O terceiro desafio, manter/aprofundar a intimidade. Chegado o momento de autonomização dos filhos por excelência, impera um novo olhar sobre a vida conjugal. De facto, os maiores índices de divórcio acontecem nesta fase, pois após tantos anos a olhar pelos descendentes e a cuidar dos objectivos familiares nem sempre os casais conseguem ir olhando um para o outro da forma mais adequada. E por fim, quando marido e mulher se olham novamente a sós, sem a presença de um terceiro, encontram tantas vezes um certo (ou mesmo enorme) desconforto. Obrigados a conviver sem mediação, muitas vezes desistem da aventura da redescoberta do outro antes de sequer tentar, e logo no preciso momento em que recuperam a intimidade perdida ao longo dos anos.
O quarto desafio, transformar a relação com os filhos. O desafio da parentalidade está em constante transformação. De miúdos a graúdos, as exigência dos filhos para com os pais (e vice-versa) está sempre em transformação. Esta transformação não deve acontecer com nostalgia, mas sim com agrado, energia e positivismo perante um acontecimento natural do ciclo de vida. Se os filhos estão a crescer, é porque fomos bons pais. E assim torna-se fundamental aprender a ler nas entrelinhas o que os filhos pedem de nós, quais são as suas reais necessidades, para nos ajustarmos a elas com bom senso.
O quinto desafio, actualizar-se profissionalmente. Perceber que é fabuloso poder aliar a sabedoria e experiência da idade a todas as ferramentas de renovação de conhecimentos que hoje temos ao nosso dispor. Por mais que os jovens, sem dúvida, mereçam oportunidades, na meia-idade ainda há trabalho a fazer. A reforma vem mais tarde.

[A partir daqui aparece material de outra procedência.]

//! Carmarket API Server

use axum::http::{header, HeaderName, HeaderValue, Method};
use carmarket_api::{create_router, AppState, Config};
use carmarket_payments::{PaymentsService, MIGRATOR};
use carmarket_shared::{create_pool, init_tracing};
use tower_http::cors::{AllowOrigin, CorsLayer};

#[tokio::main]
async fn main() -> anyhow::Result<()> {
    // Load .env file if present
    dotenvy::dotenv().ok();

    init_tracing("info,carmarket_api=debug");

    tracing::info!("Starting Carmarket API Server v{}", env!("CARGO_PKG_VERSION"));

    let config = Config::from_env()?;
    tracing::info!("Configuration loaded");

    tracing::info!("Connecting to database...");
    let pool = create_pool(&config.database_url).await?;
    tracing::info!("Database connection established");

    tracing::info!("Running database migrations...");
    MIGRATOR.run(&pool).await?;

    let payments = PaymentsService::from_env(pool)?;

    if config.run_poller_in_process {
        tracing::info!(
            interval_secs = payments.poller.config().interval.as_secs(),
            "Starting in-process status poller"
        );
        tokio::spawn(payments.poller.clone().run());
    }

    let allowed_origins: Vec<HeaderValue> = config
        .allowed_origins
        .iter()
        .filter_map(|o| match o.parse() {
            Ok(v) => Some(v),
            Err(_) => {
                tracing::warn!(origin = %o, "Ignoring invalid CORS origin");
                None
            }
        })
        .collect();
    let cors = CorsLayer::new()
        .allow_origin(AllowOrigin::list(allowed_origins))
        .allow_methods([Method::GET, Method::POST, Method::OPTIONS])
        .allow_headers([
            header::CONTENT_TYPE,
            HeaderName::from_static("x-webhook-secret"),
        ]);

    let app = create_router(AppState::new(payments)).layer(cors);

    tracing::info!("Starting server on {}", config.bind_address);
    let listener = tokio::net::TcpListener::bind(config.bind_address).await?;
    axum::serve(listener, app)
        .with_graceful_shutdown(shutdown_signal())
        .await?;

    Ok(())
}

async fn shutdown_signal() {
    if let Err(e) = tokio::signal::ctrl_c().await {
        tracing::error!(error = %e, "Failed to listen for shutdown signal");
        std::future::pending::<()>().await;
    }
    tracing::info!("Shutdown signal received");
}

O sexto desafio, tornar-se avô/avó. Consequência mais ou menos directa do quarto desafio, há que descobrir os prazeres de poder mimar sem tanta pressão para educar (ou educando sem ansiedade, pelo menos) e de poder acrescentar um novo papel à nossa vida, que nos proporcionará descobertas maravilhosas, até sobre nós próprios.  
O sétimo desafio, cuidar dos mais velhos, os pais dos pais. Há frequentemente uma geração anterior que precisa de ternura e cuidado. Nem sempre é fácil inverter os papéis. Em caso de doença, falamos de um apoio muito exigente e desgastante.
Verifica-se que a meia-idade é um período fértil na procura de aconselhamento ou de uma psicoterapia. Poder contar com ajuda para se redescobrir, para reinvestir no casamento ou mesmo para ganhar coragem para mudar tudo é uma atitude de cuidado e responsabilidade. Sem nunca esquecer que provavelmente esta será a fase mais adequada para usufruir de alguma qualidade de vida e para se permitir investir na felicidade com mais serenidade e sabedoria (se muito já passou, muito ainda virá!).